* [PROBLEM TO SOLVE]: Every line below between the one holding "repository 5a42653cc41d3ed0" and the one holding "const ROOT_KEYS: &[&str]", inclusive, should be copied exactly, and no other line.

* [SUPPLIED ENTRIES]:
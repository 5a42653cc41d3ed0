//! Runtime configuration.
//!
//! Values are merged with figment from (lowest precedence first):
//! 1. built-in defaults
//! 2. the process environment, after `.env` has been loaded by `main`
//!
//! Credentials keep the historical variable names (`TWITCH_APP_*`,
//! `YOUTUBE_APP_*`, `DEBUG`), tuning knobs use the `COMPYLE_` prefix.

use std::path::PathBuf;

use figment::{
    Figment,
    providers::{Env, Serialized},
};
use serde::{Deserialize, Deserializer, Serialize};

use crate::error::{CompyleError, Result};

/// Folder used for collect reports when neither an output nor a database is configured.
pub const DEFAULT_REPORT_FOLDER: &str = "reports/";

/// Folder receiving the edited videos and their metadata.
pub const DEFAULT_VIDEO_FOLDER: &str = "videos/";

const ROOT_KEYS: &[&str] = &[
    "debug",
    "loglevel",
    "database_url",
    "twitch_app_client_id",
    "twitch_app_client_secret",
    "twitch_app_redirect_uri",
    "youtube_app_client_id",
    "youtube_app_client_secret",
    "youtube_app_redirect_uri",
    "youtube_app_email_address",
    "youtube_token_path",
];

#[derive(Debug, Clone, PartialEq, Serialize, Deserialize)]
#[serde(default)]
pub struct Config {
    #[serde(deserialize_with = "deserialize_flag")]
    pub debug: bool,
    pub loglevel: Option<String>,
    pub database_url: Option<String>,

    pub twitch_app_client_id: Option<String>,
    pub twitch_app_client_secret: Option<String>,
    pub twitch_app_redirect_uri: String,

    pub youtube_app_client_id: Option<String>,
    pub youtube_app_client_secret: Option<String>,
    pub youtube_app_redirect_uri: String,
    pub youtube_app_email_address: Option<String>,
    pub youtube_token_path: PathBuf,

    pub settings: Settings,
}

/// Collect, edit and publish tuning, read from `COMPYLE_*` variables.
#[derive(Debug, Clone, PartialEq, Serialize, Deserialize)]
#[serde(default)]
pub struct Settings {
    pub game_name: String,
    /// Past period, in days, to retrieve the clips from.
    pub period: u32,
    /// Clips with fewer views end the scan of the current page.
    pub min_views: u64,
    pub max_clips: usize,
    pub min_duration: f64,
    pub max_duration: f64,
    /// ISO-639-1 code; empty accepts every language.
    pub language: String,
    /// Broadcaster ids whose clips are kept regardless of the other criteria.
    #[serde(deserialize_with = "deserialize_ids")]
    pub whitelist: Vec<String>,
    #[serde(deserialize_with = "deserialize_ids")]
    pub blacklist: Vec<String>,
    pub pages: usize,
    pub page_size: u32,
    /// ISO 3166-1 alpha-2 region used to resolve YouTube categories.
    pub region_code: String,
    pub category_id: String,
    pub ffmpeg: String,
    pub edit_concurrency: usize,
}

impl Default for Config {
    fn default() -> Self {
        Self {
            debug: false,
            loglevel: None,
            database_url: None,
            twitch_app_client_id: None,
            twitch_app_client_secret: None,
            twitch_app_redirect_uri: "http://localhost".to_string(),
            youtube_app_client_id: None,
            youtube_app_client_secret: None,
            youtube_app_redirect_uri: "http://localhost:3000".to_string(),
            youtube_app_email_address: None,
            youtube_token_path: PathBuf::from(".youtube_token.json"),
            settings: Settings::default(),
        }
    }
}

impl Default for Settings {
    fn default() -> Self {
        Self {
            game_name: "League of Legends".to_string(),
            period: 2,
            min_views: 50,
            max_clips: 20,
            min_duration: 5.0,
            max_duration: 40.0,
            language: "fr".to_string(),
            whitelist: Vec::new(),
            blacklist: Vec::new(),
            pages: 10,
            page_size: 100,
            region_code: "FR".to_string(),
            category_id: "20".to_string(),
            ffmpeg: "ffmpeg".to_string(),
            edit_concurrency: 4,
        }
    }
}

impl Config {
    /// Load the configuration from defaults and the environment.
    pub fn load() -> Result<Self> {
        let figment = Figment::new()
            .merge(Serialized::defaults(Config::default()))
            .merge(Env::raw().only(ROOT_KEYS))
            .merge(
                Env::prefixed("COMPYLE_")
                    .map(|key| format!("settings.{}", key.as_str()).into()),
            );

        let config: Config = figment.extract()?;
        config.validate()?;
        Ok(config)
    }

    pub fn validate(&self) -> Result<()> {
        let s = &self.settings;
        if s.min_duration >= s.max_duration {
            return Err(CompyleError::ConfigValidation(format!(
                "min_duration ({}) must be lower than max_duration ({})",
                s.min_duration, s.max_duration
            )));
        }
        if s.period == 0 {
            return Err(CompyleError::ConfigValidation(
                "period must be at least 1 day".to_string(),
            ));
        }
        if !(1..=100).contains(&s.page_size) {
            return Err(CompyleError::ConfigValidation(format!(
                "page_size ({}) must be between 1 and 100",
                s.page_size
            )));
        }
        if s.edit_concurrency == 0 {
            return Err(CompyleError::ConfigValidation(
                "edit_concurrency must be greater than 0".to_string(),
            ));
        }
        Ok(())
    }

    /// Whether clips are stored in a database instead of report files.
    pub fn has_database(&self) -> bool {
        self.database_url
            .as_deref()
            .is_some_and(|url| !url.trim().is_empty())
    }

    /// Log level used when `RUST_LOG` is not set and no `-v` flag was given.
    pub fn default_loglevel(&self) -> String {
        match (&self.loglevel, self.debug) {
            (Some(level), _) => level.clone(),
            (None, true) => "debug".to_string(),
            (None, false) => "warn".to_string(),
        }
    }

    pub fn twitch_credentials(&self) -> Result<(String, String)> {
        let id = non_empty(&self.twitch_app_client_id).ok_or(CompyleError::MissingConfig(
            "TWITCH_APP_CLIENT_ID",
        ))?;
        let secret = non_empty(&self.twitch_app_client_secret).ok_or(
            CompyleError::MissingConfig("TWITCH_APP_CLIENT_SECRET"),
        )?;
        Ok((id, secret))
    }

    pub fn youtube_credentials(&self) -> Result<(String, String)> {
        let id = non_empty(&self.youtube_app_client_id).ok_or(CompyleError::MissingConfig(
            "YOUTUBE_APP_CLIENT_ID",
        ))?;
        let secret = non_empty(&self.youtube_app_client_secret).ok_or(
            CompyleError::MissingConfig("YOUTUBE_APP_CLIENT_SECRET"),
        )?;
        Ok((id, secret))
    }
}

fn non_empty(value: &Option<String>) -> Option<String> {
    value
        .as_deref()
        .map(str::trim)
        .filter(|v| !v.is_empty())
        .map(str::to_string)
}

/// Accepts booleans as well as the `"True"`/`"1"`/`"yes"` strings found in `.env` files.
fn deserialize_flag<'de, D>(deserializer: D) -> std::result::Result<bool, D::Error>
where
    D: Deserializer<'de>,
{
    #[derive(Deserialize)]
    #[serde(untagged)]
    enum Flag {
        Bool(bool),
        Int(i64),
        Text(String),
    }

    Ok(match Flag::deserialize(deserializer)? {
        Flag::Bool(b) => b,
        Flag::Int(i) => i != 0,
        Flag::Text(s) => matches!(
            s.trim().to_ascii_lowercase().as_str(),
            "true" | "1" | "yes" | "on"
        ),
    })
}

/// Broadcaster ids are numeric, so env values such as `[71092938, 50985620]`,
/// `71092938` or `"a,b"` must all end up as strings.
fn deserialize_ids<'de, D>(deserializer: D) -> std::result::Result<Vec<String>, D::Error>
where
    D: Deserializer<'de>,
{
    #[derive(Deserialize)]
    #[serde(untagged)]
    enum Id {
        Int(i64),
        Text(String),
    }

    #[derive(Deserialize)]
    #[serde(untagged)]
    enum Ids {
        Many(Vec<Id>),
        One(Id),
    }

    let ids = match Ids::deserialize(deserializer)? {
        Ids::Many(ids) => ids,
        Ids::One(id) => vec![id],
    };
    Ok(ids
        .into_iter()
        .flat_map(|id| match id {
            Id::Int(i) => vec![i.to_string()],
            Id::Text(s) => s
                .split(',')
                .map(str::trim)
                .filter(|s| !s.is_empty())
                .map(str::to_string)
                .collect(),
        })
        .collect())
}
* * *
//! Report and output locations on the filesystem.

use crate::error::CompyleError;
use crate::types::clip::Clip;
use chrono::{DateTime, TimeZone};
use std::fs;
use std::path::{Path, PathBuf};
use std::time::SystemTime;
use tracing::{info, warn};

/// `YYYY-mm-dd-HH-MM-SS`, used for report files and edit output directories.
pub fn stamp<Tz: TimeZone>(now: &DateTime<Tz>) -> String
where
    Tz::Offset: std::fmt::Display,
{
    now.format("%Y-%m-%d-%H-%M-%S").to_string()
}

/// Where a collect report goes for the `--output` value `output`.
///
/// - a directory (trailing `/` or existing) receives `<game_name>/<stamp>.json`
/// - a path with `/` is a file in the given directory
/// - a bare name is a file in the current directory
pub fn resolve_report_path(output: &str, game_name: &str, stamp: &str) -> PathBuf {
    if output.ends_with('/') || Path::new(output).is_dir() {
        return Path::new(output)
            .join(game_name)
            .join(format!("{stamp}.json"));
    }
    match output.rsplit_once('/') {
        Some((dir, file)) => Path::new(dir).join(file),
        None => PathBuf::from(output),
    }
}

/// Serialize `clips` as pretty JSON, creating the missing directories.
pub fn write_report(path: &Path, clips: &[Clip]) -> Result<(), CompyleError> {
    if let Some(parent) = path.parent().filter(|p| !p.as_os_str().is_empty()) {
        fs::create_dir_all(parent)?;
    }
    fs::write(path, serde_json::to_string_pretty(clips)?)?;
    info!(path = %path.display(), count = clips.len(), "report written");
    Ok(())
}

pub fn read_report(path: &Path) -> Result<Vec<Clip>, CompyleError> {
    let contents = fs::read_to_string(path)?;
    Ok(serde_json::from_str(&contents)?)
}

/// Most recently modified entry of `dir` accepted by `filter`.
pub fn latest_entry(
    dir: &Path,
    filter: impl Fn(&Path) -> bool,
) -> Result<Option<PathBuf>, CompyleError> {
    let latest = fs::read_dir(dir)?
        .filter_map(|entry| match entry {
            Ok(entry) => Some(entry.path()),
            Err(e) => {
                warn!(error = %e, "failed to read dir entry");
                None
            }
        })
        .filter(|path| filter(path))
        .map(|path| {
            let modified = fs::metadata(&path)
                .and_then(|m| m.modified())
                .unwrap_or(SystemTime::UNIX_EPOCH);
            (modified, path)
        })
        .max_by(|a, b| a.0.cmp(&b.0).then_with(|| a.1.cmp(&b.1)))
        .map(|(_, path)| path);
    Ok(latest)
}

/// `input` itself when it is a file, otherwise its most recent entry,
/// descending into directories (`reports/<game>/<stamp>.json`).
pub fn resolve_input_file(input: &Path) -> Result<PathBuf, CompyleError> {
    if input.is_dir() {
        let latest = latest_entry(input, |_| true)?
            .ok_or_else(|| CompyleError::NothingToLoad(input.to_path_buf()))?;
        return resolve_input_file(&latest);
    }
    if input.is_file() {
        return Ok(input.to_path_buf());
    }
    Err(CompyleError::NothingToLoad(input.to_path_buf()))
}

* [ANSWER FOR THE TASK]:
repository 5a42653cc41d3ed0
//! Runtime configuration.
//!
//! Values are merged with figment from (lowest precedence first):
//! 1. built-in defaults
//! 2. the process environment, after `.env` has been loaded by `main`
//!
//! Credentials keep the historical variable names (`TWITCH_APP_*`,
//! `YOUTUBE_APP_*`, `DEBUG`), tuning knobs use the `COMPYLE_` prefix.

use std::path::PathBuf;

use figment::{
    Figment,
    providers::{Env, Serialized},
};
use serde::{Deserialize, Deserializer, Serialize};

use crate::error::{CompyleError, Result};

/// Folder used for collect reports when neither an output nor a database is configured.
pub const DEFAULT_REPORT_FOLDER: &str = "reports/";

/// Folder receiving the edited videos and their metadata.
pub const DEFAULT_VIDEO_FOLDER: &str = "videos/";

const ROOT_KEYS: &[&str] = &[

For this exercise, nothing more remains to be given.